Sheinbaum explicó que la medida en Estados Unidos responde al cierre temporal del gobierno federal, situación cuyo fin aún es incierto. Señaló que solicitó al secretario de Infraestructura, Comunicaciones y Transportes un análisis sobre posibles repercusiones para el sector aeronáutico mexicano. Sin embargo, no detalló planes específicos ni estrategias inmediatas para enfrentar un escenario prolongado.
La mandataria adelantó que la próxima semana sostendrán una reunión con autoridades estadounidenses para atender el tema del traslado de vuelos de carga al Aeropuerto Internacional Felipe Ángeles. Reconoció que existen sanciones en discusión, aunque confió en que se comprenda la problemática de fondo y se logren acuerdos. Pese a ello, persiste la incertidumbre sobre cómo afectará esta situación a aerolíneas, comercio y conectividad aérea.

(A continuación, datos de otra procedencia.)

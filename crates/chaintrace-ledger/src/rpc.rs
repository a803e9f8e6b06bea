//! JSON-RPC 2.0 client for the ledger node facade.
//!
//! Methods: `ledger_executeTransaction`, `ledger_getObject`,
//! `ledger_getOwnedObjects`, `ledger_queryEvents`. Submission
//! envelopes carry an HMAC-SHA256 signature over the canonical call
//! JSON; the node verifies it against the registered service
//! credential.

use async_trait::async_trait;
use serde::{de::DeserializeOwned, Deserialize, Serialize};
use serde_json::json;
use tracing::{debug, error};

use crate::api::Ledger;
use crate::error::{LedgerError, Result};
use crate::signer::Signer;
use crate::types::{LedgerEvent, LedgerObject, SubmitResponse, Transaction};

pub struct JsonRpcLedger {
    http: reqwest::Client,
    url: String,
    signer: Signer,
}

impl JsonRpcLedger {
    pub fn new(url: impl Into<String>, signer: Signer) -> Self {
        Self {
            http: reqwest::Client::new(),
            url: url.into(),
            signer,
        }
    }

    /// The service account address all writes are attributed to.
    pub fn address(&self) -> &str {
        self.signer.address()
    }

    async fn call<P: Serialize, R: DeserializeOwned>(&self, method: &str, params: P) -> Result<R> {
        let body = json!({
            "jsonrpc": "2.0",
            "id": 1,
            "method": method,
            "params": params,
        });

        let response = self.http.post(&self.url).json(&body).send().await?;
        let envelope: RpcEnvelope<R> = response.json().await?;

        if let Some(err) = envelope.error {
            error!(method, code = err.code, "node returned RPC error: {}", err.message);
            return Err(LedgerError::Rpc {
                code: err.code,
                message: err.message,
            });
        }
        envelope
            .result
            .ok_or_else(|| LedgerError::Malformed(format!("{method}: missing result")))
    }
}

#[async_trait]
impl Ledger for JsonRpcLedger {
    async fn submit(&self, tx: Transaction) -> Result<SubmitResponse> {
        let calls = serde_json::to_value(&tx.calls)?;
        let canonical = serde_json::to_vec(&calls)?;
        let signature = self.signer.sign(&canonical);

        let result: ExecutionResult = self
            .call(
                "ledger_executeTransaction",
                json!([{
                    "sender": self.signer.address(),
                    "calls": calls,
                    "signature": signature,
                }]),
            )
            .await?;

        if result.status.status != "success" {
            let reason = result
                .status
                .error
                .unwrap_or_else(|| "no error detail".to_string());
            return Err(LedgerError::TransactionRejected(reason));
        }

        debug!(digest = %result.response.digest, "transaction confirmed");
        Ok(result.response)
    }

    async fn get_object(&self, id: &str) -> Result<LedgerObject> {
        let result: ObjectResult = self.call("ledger_getObject", json!([id])).await?;
        result
            .data
            .ok_or_else(|| LedgerError::NotFound { id: id.to_string() })
    }

    async fn get_owned_objects(
        &self,
        owner: &str,
        type_filter: Option<&str>,
    ) -> Result<Vec<LedgerObject>> {
        let result: OwnedObjectsResult = self
            .call(
                "ledger_getOwnedObjects",
                json!([owner, { "objectType": type_filter }]),
            )
            .await?;
        Ok(result.data)
    }

    async fn query_events(
        &self,
        event_type: &str,
        limit: u32,
        descending: bool,
    ) -> Result<Vec<LedgerEvent>> {
        let result: EventsResult = self
            .call(
                "ledger_queryEvents",
                json!([{ "eventType": event_type }, limit, descending]),
            )
            .await?;
        Ok(result.data)
    }
}

// ── Wire shapes ───────────────────────────────────────────────────────────────

#[derive(Deserialize)]
struct RpcEnvelope<R> {
    result: Option<R>,
    error: Option<RpcErrorBody>,
}

#[derive(Deserialize)]
struct RpcErrorBody {
    code: i64,
    message: String,
}

#[derive(Deserialize)]
struct ExecutionStatus {
    status: String,
    #[serde(default)]
    error: Option<String>,
}

#[derive(Deserialize)]
struct ExecutionResult {
    status: ExecutionStatus,
    #[serde(flatten)]
    response: SubmitResponse,
}

#[derive(Deserialize)]
struct ObjectResult {
    #[serde(default)]
    data: Option<LedgerObject>,
}

#[derive(Deserialize)]
struct OwnedObjectsResult {
    #[serde(default)]
    data: Vec<LedgerObject>,
}

#[derive(Deserialize)]
struct EventsResult {
    #[serde(default)]
    data: Vec<LedgerEvent>,
}

#[cfg(test)]
mod tests {
    use super::*;

    #[test]
    fn execution_result_success_parses() {
        let raw = r#"{
            "status": {"status": "success"},
            "digest": "7abc",
            "objectChanges": [],
            "events": []
        }"#;
        let result: ExecutionResult = serde_json::from_str(raw).unwrap();
        assert_eq!(result.status.status, "success");
        assert_eq!(result.response.digest, "7abc");
    }

    #[test]
    fn execution_result_failure_carries_reason() {
        let raw = r#"{
            "status": {"status": "failure", "error": "EInvalidStatus"},
            "digest": "7abc"
        }"#;
        let result: ExecutionResult = serde_json::from_str(raw).unwrap();
        assert_eq!(result.status.status, "failure");
        assert_eq!(result.status.error.as_deref(), Some("EInvalidStatus"));
    }

    #[test]
    fn rpc_envelope_error_branch_parses() {
        let raw = r#"{"jsonrpc":"2.0","id":1,"error":{"code":-32000,"message":"boom"}}"#;
        let envelope: RpcEnvelope<ExecutionResult> = serde_json::from_str(raw).unwrap();
        assert!(envelope.result.is_none());
        assert_eq!(envelope.error.unwrap().code, -32000);
    }

    #[test]
    fn missing_object_data_is_none() {
        let raw = r#"{"data": null}"#;
        let result: ObjectResult = serde_json::from_str(raw).unwrap();
        assert!(result.data.is_none());
    }
}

El cierre de gobierno en Estados Unidos ha derivado ya en ajustes operativos en sus aeropuertos, incluyendo la reducción de vuelos por falta de personal y recursos. Aunque Sheinbaum afirma que México no será gravemente afectado, no presentó evidencia que respalde esta postura ni medidas preventivas para proteger al sector aéreo nacional.
Mientras tanto, pasajeros, aerolíneas y operadores de carga observan con preocupación el desarrollo de esta situación que, de prolongarse, podría repercutir en rutas internacionales, logística comercial y movilidad entre ambos países.